I believe the distinction between postulates and axioms is archaic, and presumably not your direct concern. From there on:

Axioms play a key role not only in mathematics, but also in other sciences, notably in theoretical physics. In particular, the monumental work of Isaac Newton is essentially based on Euclid's axioms, augmented by a postulate on the non-relation of spacetime and the physics taking place in it at any moment.

In 1905, Newton's axioms were replaced by those of Albert Einstein's special relativity, and later on by those of general relativity.

Another paper of Albert Einstein and coworkers (see EPR paradox), almost immediately contradicted by Niels Bohr, concerned the interpretation of quantum mechanics. This was in 1935. According to Bohr, this new theory should be probabilistic, whereas according to Einstein it should be deterministic. Notably, the underlying quantum mechanical theory, i.e. the set of "theorems" derived by it, seemed to be identical. Einstein even assumed that it would be sufficient to add to quantum mechanics "hidden variables" to enforce determinism. However, thirty years later, in 1964, John Bell found a theorem, involving complicated optical correlations (see Bell inequalities), which yielded measurably different results using Einstein's axioms compared to using Bohr's axioms. And it took roughly another twenty years until an experiment of Alain Aspect got results in favour of Bohr's axioms, not Einstein's. (Bohr's axioms are simply: The theory should be probabilistic in the sense of the Copenhagen interpretation.)

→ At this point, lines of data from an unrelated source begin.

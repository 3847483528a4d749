use std::sync::Arc;

use chrono::{Datelike, Local};

use super::common::*;
use crate::workflows::registration::domain::ValidationOutcome;
use crate::workflows::registration::storage::{SqliteDatabase, StoreError};
use crate::workflows::registration::validation::ValidationOrchestrator;

#[test]
fn first_error_stops_later_rules() {
    let queries = Arc::new(CountingQueries::default());
    let orchestrator = ValidationOrchestrator::new(
        Arc::new(MemoryRules::with_validation(vec![
            rule("FIRST", r#"outcomes.error("first failure");"#),
            rule(
                "SECOND",
                r#"query("SELECT 1"); outcomes.error("second failure");"#,
            ),
        ])),
        engine_with(queries.clone()),
    );

    let mut candidate = submission();
    let report = orchestrator.validate(&mut candidate).expect("rules load");

    assert_eq!(report.outcomes, vec![ValidationOutcome::error("first failure")]);
    assert!(queries.calls().is_empty());
}

#[test]
fn informational_outcomes_do_not_reject() {
    let orchestrator = validator(vec![
        rule("NOTE", r#"outcomes.info("checked names");"#),
        rule("COUNT", r#"if outcomes.len() != 1 { outcomes.error("lost note"); }"#),
    ]);

    let mut candidate = submission();
    let report = orchestrator.validate(&mut candidate).expect("rules load");

    assert!(report.passed());
    assert_eq!(report.outcomes, vec![ValidationOutcome::info("checked names")]);
}

#[test]
fn throwing_rule_without_recorded_error_still_passes() {
    let orchestrator = validator(vec![
        rule("BOOM", r#"throw "unexpected";"#),
        rule("NEVER", r#"outcomes.error("not reached");"#),
    ]);

    let mut candidate = submission();
    let report = orchestrator.validate(&mut candidate).expect("rules load");

    assert!(report.passed());
    assert!(report.outcomes.is_empty());
}

#[test]
fn rules_normalise_the_submission_in_place() {
    let orchestrator = validator(vec![rule(
        "UPPER",
        "context.names = context.names.to_upper();",
    )]);

    let mut candidate = submission();
    orchestrator.validate(&mut candidate).expect("rules load");
    assert_eq!(candidate.names, "ANA");
}

#[test]
fn unavailable_rule_store_is_an_error() {
    let orchestrator = ValidationOrchestrator::new(Arc::new(UnavailableRules), engine());
    let mut candidate = submission();
    assert!(matches!(
        orchestrator.validate(&mut candidate),
        Err(StoreError::LockPoisoned)
    ));
}

fn seeded_validator() -> ValidationOrchestrator {
    let db = Arc::new(SqliteDatabase::in_memory().expect("db"));
    db.seed_defaults().expect("seeded");
    ValidationOrchestrator::new(db.clone(), engine_with(db))
}

#[test]
fn default_rules_accept_and_canonicalise_a_valid_employee() {
    let orchestrator = seeded_validator();
    let mut candidate = submission();
    candidate.names = "  Ana ".to_string();
    candidate.document_type = "passport".to_string();
    candidate.position = "software developer".to_string();

    let report = orchestrator.validate(&mut candidate).expect("rules load");

    assert!(report.passed(), "{:?}", report.outcomes);
    assert_eq!(candidate.names, "Ana");
    assert_eq!(candidate.document_type, "PP");
    assert_eq!(candidate.position, "DEV");
}

#[test]
fn default_rules_reject_missing_fields_first() {
    let orchestrator = seeded_validator();
    let mut candidate = submission();
    candidate.names = "   ".to_string();
    candidate.salary = String::new();

    let report = orchestrator.validate(&mut candidate).expect("rules load");
    assert_eq!(
        report.first_error().map(|outcome| outcome.message.as_str()),
        Some("Names are required")
    );
    assert_eq!(report.outcomes.len(), 1);
}

#[test]
fn default_rules_reject_bad_dates_unknown_catalog_values_and_minors() {
    let orchestrator = seeded_validator();

    let mut bad_date = submission();
    bad_date.date_of_birth = "31/31/1990".to_string();
    let report = orchestrator.validate(&mut bad_date).expect("rules load");
    assert_eq!(
        report.first_error().map(|outcome| outcome.message.clone()),
        Some("Date of birth has an invalid format".to_string())
    );

    let mut unknown_position = submission();
    unknown_position.position = "astronaut".to_string();
    let report = orchestrator
        .validate(&mut unknown_position)
        .expect("rules load");
    assert_eq!(
        report.first_error().map(|outcome| outcome.message.clone()),
        Some("Position ASTRONAUT is not recognised".to_string())
    );

    let this_year = Local::now().year();
    let mut minor = submission();
    minor.date_of_birth = format!("{}-01-01", this_year - 10);
    minor.date_affiliation_company = format!("{}-01-01", this_year - 1);
    let report = orchestrator.validate(&mut minor).expect("rules load");
    assert_eq!(
        report.first_error().map(|outcome| outcome.message.clone()),
        Some("The employee must be of legal age".to_string())
    );

    let mut reversed = submission();
    reversed.date_affiliation_company = "1990-01-01".to_string();
    let report = orchestrator.validate(&mut reversed).expect("rules load");
    assert_eq!(
        report.first_error().map(|outcome| outcome.message.clone()),
        Some("Company affiliation date cannot precede the date of birth".to_string())
    );
}
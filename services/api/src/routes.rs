use crate::infra::AppState;
use axum::http::{header, StatusCode};
use axum::response::IntoResponse;
use axum::Extension;
use axum::Json;
use employee_intake::workflows::registration::{
    registration_router, ProfileService, RegistrationPipeline,
};
use serde_json::json;
use std::sync::Arc;

pub(crate) fn with_registration_routes(
    pipeline: Arc<RegistrationPipeline>,
    profiles: Arc<ProfileService>,
) -> axum::Router {
    registration_router(pipeline, profiles)
        .route("/health", axum::routing::get(healthcheck))
        .route("/ready", axum::routing::get(readiness_endpoint))
        .route("/metrics", axum::routing::get(metrics_endpoint))
}

pub(crate) async fn healthcheck() -> Json<serde_json::Value> {
    Json(json!({ "status": "ok" }))
}

pub(crate) async fn readiness_endpoint(Extension(state): Extension<AppState>) -> impl IntoResponse {
    let ready = state.readiness.load(std::sync::atomic::Ordering::Relaxed);
    let status = if ready {
        StatusCode::OK
    } else {
        StatusCode::SERVICE_UNAVAILABLE
    };

    let payload = if ready {
        json!({ "status": "ready" })
    } else {
        json!({ "status": "initializing" })
    };

    (status, Json(payload))
}

pub(crate) async fn metrics_endpoint(Extension(state): Extension<AppState>) -> impl IntoResponse {
    (
        StatusCode::OK,
        [(header::CONTENT_TYPE, "text/plain; version=0.0.4")],
        state.metrics.render(),
    )
}
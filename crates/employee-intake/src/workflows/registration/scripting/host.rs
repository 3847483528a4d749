use std::sync::{Arc, Mutex, MutexGuard, PoisonError};

use chrono::{Local, NaiveDate};
use rhai::{Dynamic, Engine, EvalAltResult, Position};

use crate::workflows::registration::calendar::{parse_flexible_date, Period};
use crate::workflows::registration::domain::ValidationOutcome;
use crate::workflows::registration::notification::safe_prefix;

type RhaiResultOf<T> = Result<T, Box<EvalAltResult>>;

/// Outcome log shared between the validation orchestrator and its scripts.
///
/// Clones share the same entries, so the copy bound into a script scope records into the
/// log the orchestrator inspects.
#[derive(Debug, Clone, Default)]
pub struct OutcomeLog {
    entries: Arc<Mutex<Vec<ValidationOutcome>>>,
}

impl OutcomeLog {
    pub fn new() -> Self {
        Self::default()
    }

    fn lock(&self) -> MutexGuard<'_, Vec<ValidationOutcome>> {
        self.entries.lock().unwrap_or_else(PoisonError::into_inner)
    }

    pub fn record(&self, outcome: ValidationOutcome) {
        self.lock().push(outcome);
    }

    pub fn has_error(&self) -> bool {
        self.lock().iter().any(|outcome| outcome.is_error)
    }

    pub fn len(&self) -> usize {
        self.lock().len()
    }

    pub fn is_empty(&self) -> bool {
        self.lock().is_empty()
    }

    pub fn snapshot(&self) -> Vec<ValidationOutcome> {
        self.lock().clone()
    }
}

/// Stateless helper namespace exposed to scripts as `util`.
#[derive(Debug, Clone, Copy, Default)]
pub struct RuleHelpers;

fn is_blank(value: &Dynamic) -> bool {
    if value.is_unit() {
        return true;
    }
    match value.clone().into_immutable_string() {
        Ok(text) => text.trim().is_empty(),
        Err(_) => false,
    }
}

fn script_date(raw: &str) -> RhaiResultOf<NaiveDate> {
    parse_flexible_date(raw).ok_or_else(|| {
        EvalAltResult::ErrorRuntime(
            Dynamic::from(format!("'{raw}' is not a recognised date")),
            Position::NONE,
        )
        .into()
    })
}

fn today() -> NaiveDate {
    Local::now().date_naive()
}

pub(super) fn register(engine: &mut Engine) {
    engine
        .register_type_with_name::<OutcomeLog>("Outcomes")
        .register_fn("error", |log: &mut OutcomeLog, message: &str| {
            log.record(ValidationOutcome::error(message))
        })
        .register_fn("info", |log: &mut OutcomeLog, message: &str| {
            log.record(ValidationOutcome::info(message))
        })
        .register_fn("has_error", |log: &mut OutcomeLog| log.has_error())
        .register_fn("len", |log: &mut OutcomeLog| log.len() as i64);

    engine
        .register_type_with_name::<RuleHelpers>("Helpers")
        .register_fn("is_blank", |_: &mut RuleHelpers, value: Dynamic| {
            is_blank(&value)
        })
        .register_fn("is_valid_date", |_: &mut RuleHelpers, raw: &str| {
            parse_flexible_date(raw).is_some()
        })
        .register_fn(
            "years_since",
            |_: &mut RuleHelpers, raw: &str| -> RhaiResultOf<i64> {
                let date = script_date(raw)?;
                Ok(i64::from(Period::between(date, today()).years))
            },
        )
        .register_fn(
            "days_between",
            |_: &mut RuleHelpers, from: &str, to: &str| -> RhaiResultOf<i64> {
                Ok((script_date(to)? - script_date(from)?).num_days())
            },
        )
        .register_fn(
            "safe_prefix",
            |_: &mut RuleHelpers, value: &str, length: i64| {
                safe_prefix(value, usize::try_from(length).unwrap_or_default())
            },
        )
        .register_fn("today", |_: &mut RuleHelpers| today().to_string());
}
//! Score a JSON corpus of articles and print per-site toxicity statistics.
//!
//! Usage: `score-corpus <articles.json> [--site SITE]`
//! Scores are persisted under `$DATA_DIR` when set, otherwise kept in memory.

use std::sync::Arc;

use anyhow::{anyhow, Context, Result};

use toxic_news::classifier::build_classifier;
use toxic_news::config::PipelineConfig;
use toxic_news::ingest::{self, providers::JsonArticleSource, types::ArticleSource};
use toxic_news::stats::render_site_table;
use toxic_news::storage::{JsonFileStore, MemoryStore, ScoreStore};
use toxic_news::{StatsQuery, ToxicityService};

struct Args {
    input: String,
    site: Option<String>,
}

fn parse_args() -> Result<Args> {
    let mut input = None;
    let mut site = None;
    let mut it = std::env::args().skip(1);
    while let Some(a) = it.next() {
        match a.as_str() {
            "--site" => site = Some(it.next().ok_or_else(|| anyhow!("--site needs a value"))?),
            _ if input.is_none() => input = Some(a),
            other => return Err(anyhow!("unexpected argument: {other}")),
        }
    }
    Ok(Args {
        input: input.ok_or_else(|| anyhow!("usage: score-corpus <articles.json> [--site SITE]"))?,
        site,
    })
}

#[tokio::main]
async fn main() -> Result<()> {
    let _ = dotenvy::dotenv();
    toxic_news::init_tracing();
    let args = parse_args()?;

    let cfg = PipelineConfig::load_default().context("loading pipeline config")?;
    let classifier = build_classifier(&cfg.classifier).context("building classifier")?;
    let store: Arc<dyn ScoreStore> = match std::env::var("DATA_DIR") {
        Ok(dir) if !dir.trim().is_empty() => Arc::new(JsonFileStore::open(dir.trim()).await?),
        _ => Arc::new(MemoryStore::new()),
    };
    let service = ToxicityService::new(&cfg, classifier, store).context("building toxicity service")?;

    let sources: Vec<Box<dyn ArticleSource>> = vec![Box::new(JsonArticleSource::new(&args.input))];
    let summary = ingest::run_once(&sources, &service).await;
    if summary.source_errors > 0 {
        return Err(anyhow!("could not read articles from {}", args.input));
    }
    println!(
        "processed {} articles: {} scored, {} empty, {} failed",
        summary.processed, summary.scored, summary.skipped_empty, summary.failed
    );

    let query = StatsQuery {
        site: args.site,
        ..StatsQuery::default()
    };
    let stats = service.get_stats(&query).await?;
    print!("{}", render_site_table(&stats));
    match stats.first() {
        Some(top) => println!(
            "most toxic site: {} ({:.1}% toxic over {} articles)",
            top.site,
            top.toxic_proportion * 100.0,
            top.article_count
        ),
        None => println!("no scored articles"),
    }
    Ok(())
}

As a consequence, it is not necessary to explicitly cite Einstein's axioms, the more so since they concern subtle points on the "reality" and "locality" of experiments.

Regardless, the role of axioms in mathematics and in the above-mentioned sciences is different. In mathematics one neither "proves" nor "disproves" an axiom for a set of theorems; the point is simply that in the conceptual realm identified by the axioms, the theorems logically follow. In contrast, in physics a comparison with experiments always makes sense, since a falsified physical theory needs modification.



The exact sciences use reasoning. But reasoning not come from empty. Science need a start point. This are hypothesis and axioms/postulates.

  • Hypothesis:

Observing the nature we make hypothesis. An example is the quantum hypothesis by Max Planck, there is discrete "energy elements". see. Hypothesis is the start point of the logical machinery in physics. see

  • Axioms:

We don't worry about axioms are satisfied into real world only that none of the axioms directly or indirectly contradict themselves. Axioms/postulates is the start point of the logical machinery in mathematics.

When we established the hypothesis and postulates/axioms we can start reasoning to find the logical implications. In physics we will test implications with experiments.

  • Postulate in physics:

Furthermore, mathematics an physics often kissing: In physics we say postulate when we are developing a mathematical model, notably in theoretical physics. For example the Einstein postulate: speed of light is constant regardless of one's frame of reference. But postulate in physics often implies satisfied into real world, not the case in mathematics.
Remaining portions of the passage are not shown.